Interferon‐γ protects against the development of structural damage in experimental arthritis by regulating polymorphonuclear neutrophil influx into diseased joints

Abstract

Objective Local interaction between soluble mediators within the inflamed synovium is a key factor that governs the pathologic outcome of inflammatory arthritides. Our aim was to investigate the interplay between the Th1 lymphokine interferon-γ (IFNγ) and pivotal cytokines that drive rheumatoid arthritis (RA) pathology (interleukin-1β [IL-1β] and tumor necrosis factor α [TNFα]) in modulating inflammation and arthritis in vitro and in vivo. Methods Monarticular antigen-induced arthritis (AIA) was initiated in IFNγ-deficient (IFNγ^−/−) mice and age-matched wild-type (IFNγ^+/+) mice. Joint swelling was measured and histologic analysis was performed in order to assess changes in both inflammatory and degenerative parameters in vivo.
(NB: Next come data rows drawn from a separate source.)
//! Effective schema representation.
//!
//! These types describe the tables the database is expected to contain once
//! the authored document has been evaluated and expanded. They are rebuilt
//! on every pass and never persisted.

use serde::{Deserialize, Serialize};

use crate::backend::Backend;
use crate::dialected::Dialected;
use crate::error::{Result, SyncError};
use crate::spec::{eval_attr, FieldNode, IndexNode, TableNode};

/// Schema definition for a field.
#[derive(Debug, Clone, PartialEq, Eq, Serialize, Deserialize)]
pub struct FieldSpec {
    /// Column name.
    pub name: String,
    /// Column type, possibly backend-conditional.
    pub sql_type: Dialected,
    /// Whether this column is the auto-increment primary key.
    pub primary_key: bool,
    /// Referenced table, if any.
    pub foreign_key: Option<String>,
    /// Whether the reference takes part in integrity checks.
    pub check_foreign_key: bool,
}

impl FieldSpec {
    /// Creates a new field.
    #[must_use]
    pub fn new(name: impl Into<String>, sql_type: impl Into<Dialected>) -> Self {
        Self {
            name: name.into(),
            sql_type: sql_type.into(),
            primary_key: false,
            foreign_key: None,
            check_foreign_key: true,
        }
    }

    /// Marks the field as the primary key.
    #[must_use]
    pub fn primary_key(mut self) -> Self {
        self.primary_key = true;
        self
    }

    /// Sets the referenced table.
    #[must_use]
    pub fn references(mut self, table: impl Into<String>) -> Self {
        self.foreign_key = Some(table.into());
        self
    }

    /// Excludes the reference from integrity checks.
    #[must_use]
    pub fn unchecked(mut self) -> Self {
        self.check_foreign_key = false;
        self
    }

    /// Returns the uppercase type for `backend`.
    #[must_use]
    pub fn resolved_type(&self, backend: Backend) -> String {
        self.sql_type.resolve(backend).to_ascii_uppercase()
    }

    fn from_node(node: FieldNode) -> Result<Self> {
        let foreign_key = node.fkey.filter(|target| !target.trim().is_empty());
        Ok(Self {
            primary_key: eval_attr(node.pkey.as_deref(), false)?,
            check_foreign_key: eval_attr(node.fcheck.as_deref(), true)?,
            name: node.name,
            sql_type: node.sql_type,
            foreign_key,
        })
    }
}

/// Schema definition for an index.
#[derive(Debug, Clone, PartialEq, Eq, Serialize, Deserialize)]
pub struct IndexSpec {
    /// Index name. Unnamed indexes get a generated name during derivation.
    pub name: Option<Dialected>,
    /// Owning table.
    pub table: String,
    /// Indexed fields, in order.
    pub fields: Vec<String>,
    /// Whether a fulltext index is wanted.
    pub fulltext: bool,
}

impl IndexSpec {
    /// Creates an unnamed index.
    #[must_use]
    pub fn new(table: impl Into<String>, fields: &[&str]) -> Self {
        Self {
            name: None,
            table: table.into(),
            fields: fields.iter().map(ToString::to_string).collect(),
            fulltext: false,
        }
    }

    /// Sets the name.
    #[must_use]
    pub fn named(mut self, name: impl Into<Dialected>) -> Self {
        self.name = Some(name.into());
        self
    }

    /// Marks the index as fulltext.
    #[must_use]
    pub fn fulltext(mut self) -> Self {
        self.fulltext = true;
        self
    }

    /// Returns the name for `backend`, or an error if the index has none.
    pub fn resolved_name(&self, backend: Backend) -> Result<String> {
        let name = self
            .name
            .as_ref()
            .map(|name| name.resolve(backend))
            .unwrap_or_default();
        if name.is_empty() {
            return Err(SyncError::Config(format!(
                "index on '{}' ({}) has no name",
                self.table,
                self.fields.join(",")
            )));
        }
        Ok(name)
    }

    /// Returns true if the index covers exactly the single field `field`.
    #[must_use]
    pub fn covers_only(&self, field: &str) -> bool {
        self.fields.len() == 1 && self.fields[0] == field
    }

    fn from_node(table: &str, node: IndexNode) -> Result<Self> {
        let fields = node
            .fields
            .split(',')
            .map(str::trim)
            .filter(|f| !f.is_empty())
            .map(ToString::to_string)
            .collect::<Vec<_>>();
        if fields.is_empty() {
            return Err(SyncError::Config(format!(
                "index on '{table}' has no fields"
            )));
        }
        Ok(Self {
            name: node.name.filter(|name| !name.is_empty()),
            table: table.to_string(),
            fields,
            fulltext: eval_attr(node.fulltext.as_deref(), false)?,
        })
    }
}

/// Schema definition for a table.
#[derive(Debug, Clone, PartialEq, Eq, Serialize, Deserialize)]
pub struct TableSpec {
    /// Table name.
    pub name: String,
    /// Ignored tables are never created, altered or dropped.
    pub ignore: bool,
    /// Field definitions in column order.
    pub fields: Vec<FieldSpec>,
    /// Index definitions.
    pub indexes: Vec<IndexSpec>,
}

impl TableSpec {
    /// Creates a new table.
    #[must_use]
    pub fn new(name: impl Into<String>) -> Self {
        Self {
            name: name.into(),
            ignore: false,
            fields: Vec::new(),
            indexes: Vec::new(),
        }
    }

    /// Adds a field.
    #[must_use]
    pub fn field(mut self, field: FieldSpec) -> Self {
        self.fields.push(field);
        self
    }

    /// Adds an unnamed index over `fields`.
    #[must_use]
    pub fn index(mut self, fields: &[&str]) -> Self {
        let index = IndexSpec::new(self.name.clone(), fields);
        self.indexes.push(index);
        self
    }

    /// Adds a fully specified index.
    #[must_use]
    pub fn with_index(mut self, index: IndexSpec) -> Self {
        self.indexes.push(index);
        self
    }

    /// Marks the table as ignored.
    #[must_use]
    pub fn ignored(mut self) -> Self {
        self.ignore = true;
        self
    }

    /// Returns true if any index is fulltext.
    #[must_use]
    pub fn is_fulltext(&self) -> bool {
        self.indexes.iter().any(|index| index.fulltext)
    }

    /// Gets a field by name.
    #[must_use]
    pub fn get_field(&self, name: &str) -> Option<&FieldSpec> {
        self.fields.iter().find(|f| f.name == name)
    }

    /// Converts an authored table, evaluating its attributes.
    pub fn from_node(node: TableNode) -> Result<Self> {
        let name = node.name.trim().to_string();
        if name.is_empty() {
            return Err(SyncError::Config("table without a name".to_string()));
        }
        let fields = node
            .fields
            .into_iter()
            .map(FieldSpec::from_node)
            .collect::<Result<Vec<_>>>()?;
        let indexes = node
            .indexes
            .into_iter()
            .map(|index| IndexSpec::from_node(&name, index))
            .collect::<Result<Vec<_>>>()?;
        Ok(Self {
            ignore: eval_attr(node.ignore.as_deref(), false)?,
            name,
            fields,
            indexes,
        })
    }
}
In vitro, the influence of IFNγ in regulating IL-1β– and TNFα-driven CXCL8 and CCL2 production was quantified by enzyme-linked immunosorbent assay. Results In murine AIA, both inflammatory and degenerative arthritis parameters were significantly exacerbated in the absence of IFNγ. IFNγ appeared to be a crucial factor in regulating CXCR2+ neutrophil influx in the joint. In in vitro studies using RA fibroblast-like synoviocytes, IFNγ modulated both IL-1β– and TNFα-driven chemokine synthesis, resulting in the down-regulation of CXCL8 production. Conclusion IFNγ exerts antiinflammatory, chondroprotective, and antiosteoclastogenic effects in murine AIA through a mechanism that involves the regulation of chemokine synthesis and local neutrophil recruitment. These studies suggest a potential therapeutic role of modulating IFNγ signaling in the treatment of inflammatory arthritides.